Wilfred M. McClay: Review of Tucker Carlson’s book “The Long Slide: Thirty Years in American Journalism”
https://www.firstthings.com/web-exclusives/2021/11/tucker-carlson-class-traitor
The Long Slide: Thirty Years in American Journalism
Tucker Carlson has become such a fixture in the world of cable-television news that it’s easy to forget he began his journalistic career as a writer. And a very good one at that, as this wide-ranging and immensely entertaining selection of essays from the past three decades serves to demonstrate. Carlson’s easygoing, witty, and compulsively readable prose has appeared everywhere from The Weekly Standard (where he was on staff during the nineties) to the New York Times, the Spectator, Forbes, New Republic, Talk, GQ, Esquire, and Politico, which in January 2016 published Carlson’s astonishing and prophetic article titled “Donald Trump is Shocking, Vulgar, and Right.” That essay has been preserved for posterity in these pages, along with twenty-two other pieces, plus a bombshell of an introduction written expressly for the occasion. More of that in a moment.
The first response of many of today’s readers, particularly those who don’t like the tenor of Carlson’s generally right-populist politics or the preppy swagger and bubbly humor of his TV persona, will be to dismiss The Long Slide as an effort to cash in on the author’s current notoriety by recycling old material to make a buck. That was my assumption when I first opened this collection. But the book has an underlying unity, and a serious message.
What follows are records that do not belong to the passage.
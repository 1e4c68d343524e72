use skein::{LayoutOptions, Vec2, solve, solve_positions};
use skein_graph::Graph;

#[test]
fn empty_graph_is_a_no_op() {
    let g = Graph::new();
    let result = solve(&g, &LayoutOptions::default());
    assert!(result.placements.is_empty());
}

#[test]
fn singleton_graph_lands_pinned_at_its_cell_center() {
    let mut g = Graph::new();
    g.ensure_node("only");
    solve_positions(&mut g, &LayoutOptions::default());

    // Footprint 2 at the grid origin, component-local (0, 0) maps to the cell center.
    assert_eq!(g.position("only"), Some((120.0, 120.0)));
    assert!(g.pinned("only"));
    assert_eq!(g.attr("only", "pinned"), Some("1"));
}

#[test]
fn pair_graph_gets_the_fixed_horizontal_split() {
    let mut g = Graph::new();
    g.add_edge("a", "b", None);
    solve_positions(&mut g, &LayoutOptions::default());

    let (ax, ay) = g.position("a").unwrap();
    let (bx, by) = g.position("b").unwrap();

    // Local (-0.75, 0) / (0.75, 0) through a footprint-4 cell at 120 units per cell.
    assert!((ax - 78.0).abs() < 1e-9, "ax = {ax}");
    assert!((bx - 402.0).abs() < 1e-9, "bx = {bx}");
    assert!((ay - 240.0).abs() < 1e-9 && (by - 240.0).abs() < 1e-9);
    assert!(!g.pinned("a") && !g.pinned("b"));
}

#[test]
fn every_node_of_a_mixed_graph_is_placed_exactly_once() {
    let mut g = Graph::new();
    // Triangle, pair, and a lone node: three components.
    g.add_edge("t1", "t2", None);
    g.add_edge("t2", "t3", None);
    g.add_edge("t3", "t1", None);
    g.add_edge("p1", "p2", None);
    g.ensure_node("solo");

    let result = solve(&g, &LayoutOptions::default());
    assert_eq!(result.placements.len(), g.node_count());
    for id in g.node_ids() {
        let placement = result.placements.get(id).expect("placed");
        assert!(placement.pos.x.is_finite() && placement.pos.y.is_finite());
    }
}

#[test]
fn solving_twice_reproduces_the_layout() {
    let mut g = Graph::new();
    for (a, b) in [("a", "b"), ("b", "c"), ("c", "d"), ("d", "a"), ("a", "c")] {
        g.add_edge(a, b, None);
    }
    g.add_edge("x", "y", None);
    g.ensure_node("z");

    let opts = LayoutOptions::default();
    let first = solve(&g, &opts);
    let second = solve(&g, &opts);

    assert_eq!(first.placements.len(), second.placements.len());
    for (id, placement) in &first.placements {
        assert_eq!(second.placements.get(id), Some(placement));
    }
}

#[test]
fn components_occupy_disjoint_canvas_regions() {
    let mut g = Graph::new();
    for i in 0..6 {
        g.add_edge(format!("a{i}"), format!("a{}", (i + 1) % 6), None);
    }
    for i in 0..4 {
        g.add_edge(format!("b{i}"), format!("b{}", (i + 1) % 4), None);
    }
    g.add_edge("c0", "c1", None);

    let result = solve(&g, &LayoutOptions::default());

    let bbox = |prefix: &str| {
        let mut min = Vec2::new(f64::INFINITY, f64::INFINITY);
        let mut max = Vec2::new(f64::NEG_INFINITY, f64::NEG_INFINITY);
        for (id, p) in &result.placements {
            if id.starts_with(prefix) {
                min.x = min.x.min(p.pos.x);
                min.y = min.y.min(p.pos.y);
                max.x = max.x.max(p.pos.x);
                max.y = max.y.max(p.pos.y);
            }
        }
        (min, max)
    };

    let groups = ["a", "b", "c"];
    for i in 0..groups.len() {
        for j in i + 1..groups.len() {
            let (min_i, max_i) = bbox(groups[i]);
            let (min_j, max_j) = bbox(groups[j]);
            let separated = max_i.x < min_j.x
                || max_j.x < min_i.x
                || max_i.y < min_j.y
                || max_j.y < min_i.y;
            assert!(
                separated,
                "components {} and {} overlap on the canvas",
                groups[i], groups[j]
            );
        }
    }
}

#[test]
fn write_back_preserves_unrelated_attributes() {
    let mut g = Graph::new();
    g.add_edge("a", "b", None);
    g.set_attr("a", "special", "1");

    solve_positions(&mut g, &LayoutOptions::default());
    assert!(g.is_special("a"));
    assert!(g.position("a").is_some());
}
It evokes a bygone age, an era of magazine and newspaper journalism that seems golden in retrospect, and is now so completely gone that one must strain to imagine that it ever existed at all. The simple fact is that almost none of these essays could be published today, certainly not in the same venues: They are full of language and imagery and a certain brisk cheerfulness toward their subject matter that could not possibly pass muster with the Twittering mob of humorless and ignorant moralists who dictate the editorial policies of today’s elite journalism.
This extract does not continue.